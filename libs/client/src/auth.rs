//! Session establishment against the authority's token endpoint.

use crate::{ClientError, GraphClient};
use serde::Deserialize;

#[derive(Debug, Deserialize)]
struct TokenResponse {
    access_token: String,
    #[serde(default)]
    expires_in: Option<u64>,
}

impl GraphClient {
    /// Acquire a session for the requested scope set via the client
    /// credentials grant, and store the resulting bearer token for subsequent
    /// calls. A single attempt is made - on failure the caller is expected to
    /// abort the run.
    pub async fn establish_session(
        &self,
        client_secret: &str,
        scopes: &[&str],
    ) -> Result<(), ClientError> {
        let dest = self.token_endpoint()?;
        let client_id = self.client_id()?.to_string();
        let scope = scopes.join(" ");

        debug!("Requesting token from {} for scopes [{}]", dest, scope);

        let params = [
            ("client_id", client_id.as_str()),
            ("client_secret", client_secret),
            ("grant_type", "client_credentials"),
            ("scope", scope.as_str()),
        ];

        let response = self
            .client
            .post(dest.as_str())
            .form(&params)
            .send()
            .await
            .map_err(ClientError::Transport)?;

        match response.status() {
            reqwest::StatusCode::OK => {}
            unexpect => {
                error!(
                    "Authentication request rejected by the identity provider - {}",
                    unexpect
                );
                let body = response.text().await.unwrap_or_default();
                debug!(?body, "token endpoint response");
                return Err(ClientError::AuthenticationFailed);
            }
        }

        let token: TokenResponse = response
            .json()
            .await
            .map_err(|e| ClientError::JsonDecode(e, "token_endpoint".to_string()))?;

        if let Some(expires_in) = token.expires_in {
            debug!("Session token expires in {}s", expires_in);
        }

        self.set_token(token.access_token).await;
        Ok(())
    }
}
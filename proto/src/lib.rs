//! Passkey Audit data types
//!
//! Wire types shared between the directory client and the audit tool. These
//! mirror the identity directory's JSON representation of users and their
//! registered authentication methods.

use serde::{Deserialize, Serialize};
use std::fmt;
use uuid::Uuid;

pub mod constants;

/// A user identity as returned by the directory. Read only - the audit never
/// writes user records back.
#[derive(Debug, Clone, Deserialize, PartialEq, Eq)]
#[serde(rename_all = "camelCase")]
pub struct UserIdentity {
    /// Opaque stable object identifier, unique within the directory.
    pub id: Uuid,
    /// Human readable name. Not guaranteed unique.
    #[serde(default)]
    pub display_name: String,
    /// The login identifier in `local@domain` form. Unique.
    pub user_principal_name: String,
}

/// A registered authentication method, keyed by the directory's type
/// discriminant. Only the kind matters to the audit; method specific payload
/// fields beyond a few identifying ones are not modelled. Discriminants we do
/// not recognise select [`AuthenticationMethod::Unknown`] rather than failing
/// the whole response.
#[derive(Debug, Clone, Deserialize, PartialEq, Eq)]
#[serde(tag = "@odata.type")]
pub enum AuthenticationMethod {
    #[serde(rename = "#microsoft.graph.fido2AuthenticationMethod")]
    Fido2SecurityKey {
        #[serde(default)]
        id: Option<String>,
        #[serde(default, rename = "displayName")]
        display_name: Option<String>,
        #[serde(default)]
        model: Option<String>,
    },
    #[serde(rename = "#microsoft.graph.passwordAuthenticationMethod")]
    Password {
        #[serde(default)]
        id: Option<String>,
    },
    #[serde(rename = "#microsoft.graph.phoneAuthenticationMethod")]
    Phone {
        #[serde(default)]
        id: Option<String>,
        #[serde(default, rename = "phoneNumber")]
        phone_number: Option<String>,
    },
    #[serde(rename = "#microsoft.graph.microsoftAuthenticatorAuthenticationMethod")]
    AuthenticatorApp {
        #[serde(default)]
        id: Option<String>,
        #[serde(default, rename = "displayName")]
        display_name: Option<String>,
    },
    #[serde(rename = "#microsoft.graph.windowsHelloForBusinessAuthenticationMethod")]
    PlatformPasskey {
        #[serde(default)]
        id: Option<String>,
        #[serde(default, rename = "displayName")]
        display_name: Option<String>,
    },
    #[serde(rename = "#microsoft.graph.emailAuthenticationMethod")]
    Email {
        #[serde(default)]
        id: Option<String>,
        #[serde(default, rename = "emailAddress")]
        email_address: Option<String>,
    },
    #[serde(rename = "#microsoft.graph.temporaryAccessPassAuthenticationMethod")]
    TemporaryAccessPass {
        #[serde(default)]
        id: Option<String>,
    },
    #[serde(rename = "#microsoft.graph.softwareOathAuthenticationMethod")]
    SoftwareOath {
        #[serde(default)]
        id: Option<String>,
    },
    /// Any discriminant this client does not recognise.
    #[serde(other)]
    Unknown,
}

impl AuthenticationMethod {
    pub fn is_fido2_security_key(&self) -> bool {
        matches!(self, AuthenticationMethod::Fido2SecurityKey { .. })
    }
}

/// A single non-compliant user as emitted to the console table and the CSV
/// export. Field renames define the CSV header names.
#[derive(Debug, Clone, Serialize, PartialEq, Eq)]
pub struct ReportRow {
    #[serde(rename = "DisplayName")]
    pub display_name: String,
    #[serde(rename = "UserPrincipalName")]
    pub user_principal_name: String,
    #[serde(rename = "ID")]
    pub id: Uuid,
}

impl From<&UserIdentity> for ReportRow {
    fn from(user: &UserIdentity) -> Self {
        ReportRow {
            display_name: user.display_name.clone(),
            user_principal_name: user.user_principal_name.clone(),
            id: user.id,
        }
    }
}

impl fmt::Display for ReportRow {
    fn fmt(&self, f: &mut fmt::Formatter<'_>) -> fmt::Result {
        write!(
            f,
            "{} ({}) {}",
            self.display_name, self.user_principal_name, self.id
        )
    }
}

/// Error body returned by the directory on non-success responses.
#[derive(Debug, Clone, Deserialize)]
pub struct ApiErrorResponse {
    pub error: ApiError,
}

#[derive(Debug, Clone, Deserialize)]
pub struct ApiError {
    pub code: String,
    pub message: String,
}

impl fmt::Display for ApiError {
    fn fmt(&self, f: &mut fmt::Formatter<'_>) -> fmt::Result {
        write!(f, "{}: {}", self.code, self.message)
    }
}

○ ○ ○

### REQUIRED WORK
Show every line of the records above that contains the word "ReportRow".

### REPLY TO THE TASK
pub struct ReportRow {
impl From<&UserIdentity> for ReportRow {
        ReportRow {
impl fmt::Display for ReportRow {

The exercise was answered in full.